Success story: Lift teams boost the bottom line
Success story: Lift teams boost the bottom line
Fewer injuries saves more than $200,000
The verdict is in on lift teams at Tampa (FL) General Hospital: They save money and backs. They win kudos from nurses. They’re here to stay.
Last year, the hospital’s modified duty days declined by 50% — a savings of at least $200,000. Patient handling injuries among nurses went down by 62%.

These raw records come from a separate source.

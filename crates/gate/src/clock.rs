// SPDX-License-Identifier: BUSL-1.1
// Copyright (c) 2026 Alfred Jean LLC

//! Wall-clock source for token expiry decisions.

use std::time::Duration;

use parking_lot::Mutex;
use time::OffsetDateTime;

/// Source of the current UTC time.
pub trait Clock: Send + Sync {
    fn now(&self) -> OffsetDateTime;
}

/// The system clock.
#[derive(Debug, Default, Clone, Copy)]
pub struct SystemClock;

impl Clock for SystemClock {
    fn now(&self) -> OffsetDateTime {
        OffsetDateTime::now_utc()
    }
}

/// A clock that only moves when told to.
#[derive(Debug)]
pub struct ManualClock {
    now: Mutex<OffsetDateTime>,
}

impl ManualClock {
    pub fn new(start: OffsetDateTime) -> Self {
        Self { now: Mutex::new(start) }
    }

    /// Start at the current system time, truncated to whole seconds.
    pub fn starting_now() -> Self {
        let now = OffsetDateTime::now_utc();
        Self::new(now.replace_nanosecond(0).unwrap_or(now))
    }

    pub fn advance(&self, by: Duration) {
        let mut now = self.now.lock();
        *now += by;
    }

    pub fn set(&self, to: OffsetDateTime) {
        *self.now.lock() = to;
    }
}

impl Clock for ManualClock {
    fn now(&self) -> OffsetDateTime {
        *self.now.lock()
    }
}
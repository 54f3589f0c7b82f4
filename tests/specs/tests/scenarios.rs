// SPDX-License-Identifier: BUSL-1.1
// Copyright (c) 2026 Alfred Jean LLC

//! End-to-end scenarios over real HTTP: reqwest transport, token endpoint
//! grants, and credentials persisted to a file store.

use std::path::Path;
use std::sync::Arc;
use std::time::{Duration, Instant};

use clap::Parser;

use authgate::config::GatewayConfig;
use authgate::credential::persist::FileBackend;
use authgate::credential::store::CredentialStore;
use authgate::credential::DEFAULT_CREDENTIAL_KEY;
use authgate::error::ExecError;
use authgate::executor::ApiRequest;
use authgate::gate::GateState;
use authgate::{Gateway, GatewayBuilder};
use authgate_specs::{bundle_issued_ago, ApprovingFlow, MockProvider};

#[derive(Debug, Parser)]
struct Cli {
    #[command(flatten)]
    config: GatewayConfig,
}

fn file_store(dir: &Path) -> CredentialStore {
    CredentialStore::new(DEFAULT_CREDENTIAL_KEY, Arc::new(FileBackend::new(dir)))
}

fn gateway(provider: &MockProvider, dir: &Path) -> (Gateway, Arc<ApprovingFlow>) {
    let oauth = provider.oauth_client();
    let flow = Arc::new(ApprovingFlow::new(oauth.clone()));
    let gateway = GatewayBuilder::new(provider.base_url(), oauth, flow.clone(), file_store(dir)).build();
    (gateway, flow)
}

async fn seed(dir: &Path, age: Duration, expires_in: u64) -> anyhow::Result<()> {
    file_store(dir).save(&bundle_issued_ago("seed-at", "seed-rt", age, expires_in)).await?;
    Ok(())
}

#[tokio::test]
async fn configured_gateway_authorizes_then_reuses_stored_credential() -> anyhow::Result<()> {
    let provider = MockProvider::start().await?;
    let dir = tempfile::tempdir()?;
    let config = Cli::parse_from([
        "authgate".to_owned(),
        "--token-url".to_owned(),
        provider.token_url(),
        "--api-base-url".to_owned(),
        provider.base_url(),
        "--client-id".to_owned(),
        "spec-client".to_owned(),
        "--client-secret".to_owned(),
        "spec-secret".to_owned(),
        "--credential-dir".to_owned(),
        dir.path().display().to_string(),
    ])
    .config;

    let first = Gateway::from_config(&config)?;
    first.lifecycle().exchange_code(authgate_specs::GOOD_CODE).await?;
    let body: serde_json::Value = first.execute(&ApiRequest::get("/api/me"), "me").await?.json()?;
    assert_eq!(body["token"], "at-1");
    assert!(dir.path().join("oauth_credentials.json").exists());

    let second = Gateway::from_config(&config)?;
    let body: serde_json::Value = second.execute(&ApiRequest::get("/api/me"), "me").await?.json()?;

    assert_eq!(body["token"], "at-1");
    assert_eq!(provider.exchanges(), 1);
    assert_eq!(provider.refreshes(), 0);
    Ok(())
}

#[tokio::test]
async fn expired_stored_credential_is_refreshed_once_for_concurrent_callers() -> anyhow::Result<()> {
    let provider = MockProvider::start().await?;
    provider.trust_refresh_token("seed-rt");
    let dir = tempfile::tempdir()?;
    seed(dir.path(), Duration::from_secs(7200), 3600).await?;
    let (gateway, flow) = gateway(&provider, dir.path());
    let gateway = Arc::new(gateway);

    let mut tasks = Vec::new();
    for _ in 0..8 {
        let gateway = Arc::clone(&gateway);
        tasks.push(tokio::spawn(async move {
            gateway.execute(&ApiRequest::get("/api/me"), "me").await
        }));
    }
    for task in tasks {
        let body: serde_json::Value = task.await??.json()?;
        assert_eq!(body["token"], "at-1");
    }

    assert_eq!(provider.refreshes(), 1);
    assert_eq!(flow.calls(), 0);
    let stored = file_store(dir.path()).load().await?;
    assert_eq!(stored.map(|b| b.access_token).as_deref(), Some("at-1"));
    Ok(())
}

#[tokio::test]
async fn revoked_access_token_recovers_through_refresh() -> anyhow::Result<()> {
    let provider = MockProvider::start().await?;
    provider.trust_refresh_token("seed-rt");
    let dir = tempfile::tempdir()?;
    seed(dir.path(), Duration::ZERO, 3600).await?;
    let (gateway, flow) = gateway(&provider, dir.path());

    let body: serde_json::Value = gateway.execute(&ApiRequest::get("/api/me"), "me").await?.json()?;

    assert_eq!(body["token"], "at-1", "seed-at was never valid at the provider");
    assert_eq!(provider.refreshes(), 1);
    assert_eq!(provider.api_calls(), 2);
    assert_eq!(flow.calls(), 0);
    Ok(())
}

#[tokio::test]
async fn rejected_refresh_falls_back_to_reauthorization() -> anyhow::Result<()> {
    let provider = MockProvider::start().await?;
    provider.reject_refresh(true);
    let dir = tempfile::tempdir()?;
    seed(dir.path(), Duration::from_secs(7200), 3600).await?;
    let (gateway, flow) = gateway(&provider, dir.path());
    let mut events = gateway.subscribe();

    let body: serde_json::Value = gateway.execute(&ApiRequest::get("/api/me"), "me").await?.json()?;

    assert_eq!(body["token"], "at-1");
    assert_eq!(flow.calls(), 1);
    assert_eq!(provider.exchanges(), 1);
    assert_eq!(gateway.status().state, GateState::Open);

    let mut names = Vec::new();
    while let Ok(event) = events.try_recv() {
        names.push(event.name());
    }
    assert_eq!(names, ["refresh_failed", "paused", "reauthenticating", "reopened"]);

    let stored = file_store(dir.path()).load().await?;
    assert_eq!(stored.map(|b| b.access_token).as_deref(), Some("at-1"));
    Ok(())
}

#[tokio::test]
async fn rate_limited_call_waits_for_retry_after() -> anyhow::Result<()> {
    let provider = MockProvider::start().await?;
    let dir = tempfile::tempdir()?;
    let (gateway, _flow) = gateway(&provider, dir.path());
    gateway.lifecycle().exchange_code(authgate_specs::GOOD_CODE).await?;
    provider.rate_limit(1);

    let started = Instant::now();
    let response = gateway.execute(&ApiRequest::get("/api/limited"), "limited").await?;

    assert_eq!(response.text(), "within limits");
    assert!(started.elapsed() >= Duration::from_secs(1));
    assert_eq!(provider.api_calls(), 2);
    Ok(())
}

#[tokio::test]
async fn unknown_route_is_rejected_without_retry() -> anyhow::Result<()> {
    let provider = MockProvider::start().await?;
    let dir = tempfile::tempdir()?;
    let (gateway, _flow) = gateway(&provider, dir.path());
    gateway.lifecycle().exchange_code(authgate_specs::GOOD_CODE).await?;

    let result = gateway.execute(&ApiRequest::get("/api/missing"), "missing").await;

    assert!(matches!(result, Err(ExecError::Rejected { status: 404, .. })), "{result:?}");
    assert!(!gateway.is_paused());
    Ok(())
}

"We didn’t have any back surgeries last year for probably the first time ever. Our hospital has really seen a value of injury prevention," says JoAnn Shea, MSN, ARNP, director of employee health and wellness, who presented her results at the Safe Patient Handling and Movement Conference in Orlando. The conference was sponsored by the VHA Patient Safety Center at the James A. Haley Veterans’ Hospital in Tampa and the American Nurses Association in Washington, DC.
Tampa General began using lift teams about two years ago and has two teams that work from 8 a.m. to 7 p.m. (They overlap during the peak hours of 10 a.m. to 4:30 p.m.) Nurses dial a pager (332-LIFT) and punch in the code for their floor and room number. It takes about 15 minutes for the lift team to arrive.
It didn’t take long for the nurses to become accustomed to calling for a lift. "We started with 500 lifts or repositionings a month. Now we’re up to 1,800 to 2,000 a month," Shea adds.
Kassie Basnight, RN, nurse manager in surgical trauma intensive care, has seen the difference the lift teams make. "The median age in my unit is probably 40. I don’t have a high turnover rate so my nurses are just getting older," she says. "The population in my area has changed. The patients are much sicker. The medication used to sedate them makes them dead weight."
Typically, two or three nurses would be out of work at one time, going to physical therapy or on bed rest to recuperate from back strain, Basnight says. Two nurses in the unit had significant back injuries and became permanently disabled. "When that occurred, not only was it a loss for me to lose seasoned nurses, but it’s also a financial loss to the hospital and a loss for those nurses to become disabled. Because I had had the loss of those nurses, my goal was to make sure my nurses knew they were not to lift and to call the lift team."
It took a couple of weeks of diligent reminders to change the habits of nurses in the unit. Now, says Basnight, "On my day shift, they do almost no lifting or turning."
There hasn’t been a single injury on the day shift since implementation of the lift teams, she points out. Basnight’s unit celebrated the lift team with a recognition luncheon.
Meanwhile, the lift teams have contributed to nurse retention. The hospital has virtually no openings, Shea adds.
Not macho weight lifters
The lift teams are not macho weight lifters who come in to manually move patients. They rely on equipment purchased by the hospital, including four mechanical lifts on every floor, ceiling lifts in every room and the hallways of the rehabilitation center, and sit-to-stand and repositioning devices.
The hospital pays a starting salary of $10.50 an hour to the lift team members, which has helped reduce high turnover on the team, says Shea.
Shea’s goal now is to expand the lift team into the evening shift and weekends and to purchase more equipment. Her message to those considering ergonomic interventions: "It works. Everything we’ve done works."